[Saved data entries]
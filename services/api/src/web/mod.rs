pub mod auth;
pub mod courses;
pub mod dto;
pub mod enrollments;
pub mod middleware;
pub mod notes;
pub mod rest;
pub mod state;

// Re-export the pieces the binary needs to build the web server router.
pub use middleware::require_auth;
pub use rest::ApiDoc;
pub use state::AppState;
//! services/api/src/web/notes.rs
//!
//! Handlers for course discussion notes and replies.

use axum::{
    extract::{Path, State},
    http::StatusCode,
    response::IntoResponse,
    Extension, Json,
};
use educare_core::domain::{Caller, NewNote, NotePatch};
use educare_core::notes;
use std::sync::Arc;

use crate::web::dto::{AddNoteRequest, ApiResponse, NoteResponse, UpdateNoteRequest};
use crate::web::rest::{failure, port_error, ApiFailure};
use crate::web::state::AppState;

/// Post a note, or a reply when `parent_note_id` is set.
#[utoipa::path(
    post,
    path = "/api/notes",
    request_body = AddNoteRequest,
    responses(
        (status = 201, description = "Note created", body = ApiResponse<NoteResponse>),
        (status = 400, description = "Empty content"),
        (status = 404, description = "Course or parent note not found")
    )
)]
pub async fn add_note_handler(
    State(state): State<Arc<AppState>>,
    Extension(caller): Extension<Caller>,
    Json(req): Json<AddNoteRequest>,
) -> Result<impl IntoResponse, ApiFailure> {
    if req.content.trim().is_empty() {
        return Err(failure(StatusCode::BAD_REQUEST, "Note content is required"));
    }
    let note = NewNote {
        course_id: req.course_id,
        parent_id: req.parent_note_id,
        title: req.title,
        content: req.content,
    };
    let thread = notes::add_note(state.db.as_ref(), &caller, note)
        .await
        .map_err(|e| port_error("add note", e))?;
    Ok((
        StatusCode::CREATED,
        Json(ApiResponse::ok("Note added", NoteResponse::from(thread))),
    ))
}

/// List the top-level notes of a course with their direct replies.
#[utoipa::path(
    get,
    path = "/api/notes/course/{course_id}",
    params(("course_id" = i64, Path, description = "Course id")),
    responses((status = 200, description = "Note threads, oldest first", body = ApiResponse<Vec<NoteResponse>>))
)]
pub async fn list_course_notes_handler(
    State(state): State<Arc<AppState>>,
    Path(course_id): Path<i64>,
) -> Result<Json<ApiResponse<Vec<NoteResponse>>>, ApiFailure> {
    let threads = notes::list_top_level_notes(state.db.as_ref(), course_id)
        .await
        .map_err(|e| port_error("list notes", e))?;
    Ok(Json(ApiResponse::ok(
        "Notes fetched",
        threads.into_iter().map(NoteResponse::from).collect(),
    )))
}

/// Fetch a note with its direct replies.
#[utoipa::path(
    get,
    path = "/api/notes/{note_id}",
    params(("note_id" = i64, Path, description = "Note id")),
    responses(
        (status = 200, description = "Note", body = ApiResponse<NoteResponse>),
        (status = 404, description = "Note not found")
    )
)]
pub async fn get_note_handler(
    State(state): State<Arc<AppState>>,
    Path(note_id): Path<i64>,
) -> Result<Json<ApiResponse<NoteResponse>>, ApiFailure> {
    let thread = notes::get_note(state.db.as_ref(), note_id)
        .await
        .map_err(|e| port_error("load note", e))?;
    Ok(Json(ApiResponse::ok("Note found", thread.into())))
}

/// Edit a note. Only its author may do so; absent fields are left unchanged.
#[utoipa::path(
    put,
    path = "/api/notes/{note_id}",
    request_body = UpdateNoteRequest,
    params(("note_id" = i64, Path, description = "Note id")),
    responses(
        (status = 200, description = "Note updated", body = ApiResponse<NoteResponse>),
        (status = 403, description = "Caller is not the author"),
        (status = 404, description = "Note not found")
    )
)]
pub async fn update_note_handler(
    State(state): State<Arc<AppState>>,
    Extension(caller): Extension<Caller>,
    Path(note_id): Path<i64>,
    Json(req): Json<UpdateNoteRequest>,
) -> Result<Json<ApiResponse<NoteResponse>>, ApiFailure> {
    let patch = NotePatch {
        title: req.title,
        content: req.content,
    };
    let thread = notes::update_note(state.db.as_ref(), &caller, note_id, patch)
        .await
        .map_err(|e| port_error("update note", e))?;
    Ok(Json(ApiResponse::ok("Note updated", thread.into())))
}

Problem details: Please return a copy of each line in the entries that has the string "NotePatch".

Task output:
use educare_core::domain::{Caller, NewNote, NotePatch};
    let patch = NotePatch {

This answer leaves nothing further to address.